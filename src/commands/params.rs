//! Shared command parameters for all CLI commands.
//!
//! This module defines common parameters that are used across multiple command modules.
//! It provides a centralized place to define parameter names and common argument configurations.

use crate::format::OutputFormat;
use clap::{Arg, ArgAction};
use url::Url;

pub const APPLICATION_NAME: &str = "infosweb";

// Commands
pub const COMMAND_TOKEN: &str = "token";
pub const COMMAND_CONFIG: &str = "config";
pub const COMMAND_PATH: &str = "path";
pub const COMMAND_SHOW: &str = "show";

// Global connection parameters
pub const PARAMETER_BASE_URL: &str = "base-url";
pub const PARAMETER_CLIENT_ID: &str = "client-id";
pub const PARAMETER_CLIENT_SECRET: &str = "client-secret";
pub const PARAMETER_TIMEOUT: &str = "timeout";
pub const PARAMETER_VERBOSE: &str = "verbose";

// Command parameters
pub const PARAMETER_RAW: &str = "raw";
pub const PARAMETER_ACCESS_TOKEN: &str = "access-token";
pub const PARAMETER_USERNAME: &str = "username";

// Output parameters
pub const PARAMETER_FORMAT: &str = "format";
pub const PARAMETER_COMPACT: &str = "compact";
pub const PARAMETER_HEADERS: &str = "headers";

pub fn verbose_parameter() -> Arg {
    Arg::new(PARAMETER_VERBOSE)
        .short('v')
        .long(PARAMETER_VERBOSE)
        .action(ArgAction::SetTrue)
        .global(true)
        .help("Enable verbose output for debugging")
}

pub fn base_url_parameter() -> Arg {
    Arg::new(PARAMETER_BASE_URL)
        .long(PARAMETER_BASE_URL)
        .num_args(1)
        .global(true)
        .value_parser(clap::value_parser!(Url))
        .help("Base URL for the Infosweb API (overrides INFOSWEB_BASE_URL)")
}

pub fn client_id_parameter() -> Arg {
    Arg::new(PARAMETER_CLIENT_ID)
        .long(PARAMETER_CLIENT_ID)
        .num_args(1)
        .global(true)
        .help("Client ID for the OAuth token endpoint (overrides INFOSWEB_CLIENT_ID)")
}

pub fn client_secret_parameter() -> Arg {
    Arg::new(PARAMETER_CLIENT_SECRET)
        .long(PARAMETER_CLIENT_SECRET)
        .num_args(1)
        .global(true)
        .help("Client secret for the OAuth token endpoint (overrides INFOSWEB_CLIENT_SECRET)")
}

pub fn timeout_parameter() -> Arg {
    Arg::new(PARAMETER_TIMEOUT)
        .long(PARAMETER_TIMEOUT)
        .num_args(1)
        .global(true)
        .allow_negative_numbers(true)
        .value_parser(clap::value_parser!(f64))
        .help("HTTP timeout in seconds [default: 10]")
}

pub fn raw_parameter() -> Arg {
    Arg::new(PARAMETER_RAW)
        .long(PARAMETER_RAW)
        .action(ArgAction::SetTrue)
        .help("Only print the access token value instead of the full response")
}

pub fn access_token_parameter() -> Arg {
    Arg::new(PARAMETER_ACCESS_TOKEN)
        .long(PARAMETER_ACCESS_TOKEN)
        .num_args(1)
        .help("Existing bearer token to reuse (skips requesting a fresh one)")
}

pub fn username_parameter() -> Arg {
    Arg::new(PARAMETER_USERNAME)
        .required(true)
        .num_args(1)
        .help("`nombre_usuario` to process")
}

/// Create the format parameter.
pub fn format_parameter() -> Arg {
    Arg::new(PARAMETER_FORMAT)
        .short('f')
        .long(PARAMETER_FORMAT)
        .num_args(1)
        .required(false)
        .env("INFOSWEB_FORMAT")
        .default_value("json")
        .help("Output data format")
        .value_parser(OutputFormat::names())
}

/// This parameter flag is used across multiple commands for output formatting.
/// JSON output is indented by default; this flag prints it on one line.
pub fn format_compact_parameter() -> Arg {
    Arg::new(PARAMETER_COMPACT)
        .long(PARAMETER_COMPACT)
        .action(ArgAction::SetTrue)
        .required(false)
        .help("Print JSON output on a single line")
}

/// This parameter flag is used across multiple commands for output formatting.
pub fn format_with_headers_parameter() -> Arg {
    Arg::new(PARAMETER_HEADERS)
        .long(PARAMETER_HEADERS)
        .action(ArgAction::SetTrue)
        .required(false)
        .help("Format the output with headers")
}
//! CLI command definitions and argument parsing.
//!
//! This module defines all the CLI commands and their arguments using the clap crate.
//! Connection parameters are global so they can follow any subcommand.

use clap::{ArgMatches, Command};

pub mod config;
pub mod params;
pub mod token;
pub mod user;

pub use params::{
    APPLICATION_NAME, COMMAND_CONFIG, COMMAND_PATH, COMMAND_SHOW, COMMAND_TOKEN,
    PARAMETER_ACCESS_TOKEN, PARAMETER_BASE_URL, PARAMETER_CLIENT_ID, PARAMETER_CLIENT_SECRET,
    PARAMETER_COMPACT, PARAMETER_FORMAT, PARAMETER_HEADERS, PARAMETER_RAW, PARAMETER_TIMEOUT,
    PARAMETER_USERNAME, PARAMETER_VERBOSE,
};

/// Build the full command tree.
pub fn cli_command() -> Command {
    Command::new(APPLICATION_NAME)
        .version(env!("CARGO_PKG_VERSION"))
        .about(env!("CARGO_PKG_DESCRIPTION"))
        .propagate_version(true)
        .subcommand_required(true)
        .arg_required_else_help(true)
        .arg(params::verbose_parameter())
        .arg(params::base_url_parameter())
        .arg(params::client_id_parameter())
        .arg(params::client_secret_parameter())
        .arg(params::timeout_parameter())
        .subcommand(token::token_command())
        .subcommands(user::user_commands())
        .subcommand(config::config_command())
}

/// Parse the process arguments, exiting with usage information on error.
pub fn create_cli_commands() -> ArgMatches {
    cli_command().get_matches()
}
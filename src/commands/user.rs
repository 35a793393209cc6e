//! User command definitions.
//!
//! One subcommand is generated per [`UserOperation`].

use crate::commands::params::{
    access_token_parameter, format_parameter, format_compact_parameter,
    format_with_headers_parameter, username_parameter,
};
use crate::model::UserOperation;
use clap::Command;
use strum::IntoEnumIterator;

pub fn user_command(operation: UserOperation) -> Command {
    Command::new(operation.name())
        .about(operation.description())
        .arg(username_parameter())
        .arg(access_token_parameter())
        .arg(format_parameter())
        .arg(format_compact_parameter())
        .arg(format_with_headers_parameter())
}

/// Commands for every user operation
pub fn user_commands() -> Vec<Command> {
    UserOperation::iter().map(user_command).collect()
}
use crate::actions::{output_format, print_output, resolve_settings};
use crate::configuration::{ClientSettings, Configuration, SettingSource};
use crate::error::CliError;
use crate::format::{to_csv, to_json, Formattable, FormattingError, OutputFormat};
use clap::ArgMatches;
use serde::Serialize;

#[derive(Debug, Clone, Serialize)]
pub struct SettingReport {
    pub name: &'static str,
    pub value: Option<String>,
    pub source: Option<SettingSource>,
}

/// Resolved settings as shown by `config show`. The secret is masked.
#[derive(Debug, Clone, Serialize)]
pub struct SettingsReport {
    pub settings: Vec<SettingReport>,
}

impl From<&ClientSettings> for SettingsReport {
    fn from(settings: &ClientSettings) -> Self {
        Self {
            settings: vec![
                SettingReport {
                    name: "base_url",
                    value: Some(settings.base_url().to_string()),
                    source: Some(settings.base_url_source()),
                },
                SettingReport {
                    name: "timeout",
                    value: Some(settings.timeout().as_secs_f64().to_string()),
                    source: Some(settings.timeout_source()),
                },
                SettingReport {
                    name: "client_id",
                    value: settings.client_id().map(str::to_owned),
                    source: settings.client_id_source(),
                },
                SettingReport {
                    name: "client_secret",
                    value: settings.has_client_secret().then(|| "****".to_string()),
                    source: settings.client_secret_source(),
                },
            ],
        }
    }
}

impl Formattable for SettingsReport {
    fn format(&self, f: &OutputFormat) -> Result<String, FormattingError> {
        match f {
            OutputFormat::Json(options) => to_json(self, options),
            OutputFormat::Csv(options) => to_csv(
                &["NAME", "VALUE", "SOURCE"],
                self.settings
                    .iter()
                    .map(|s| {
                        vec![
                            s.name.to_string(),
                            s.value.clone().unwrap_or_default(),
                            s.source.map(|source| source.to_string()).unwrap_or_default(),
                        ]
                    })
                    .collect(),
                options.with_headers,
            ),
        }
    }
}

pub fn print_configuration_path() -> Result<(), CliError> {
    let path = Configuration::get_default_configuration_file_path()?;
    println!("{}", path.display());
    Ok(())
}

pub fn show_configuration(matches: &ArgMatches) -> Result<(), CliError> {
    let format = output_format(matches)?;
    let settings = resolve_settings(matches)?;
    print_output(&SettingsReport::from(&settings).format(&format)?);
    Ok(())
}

=-=-=

Problem description:
Based on the entries above, please count how many lines contain the string "impl", and reply with the figure only.

Task response:
2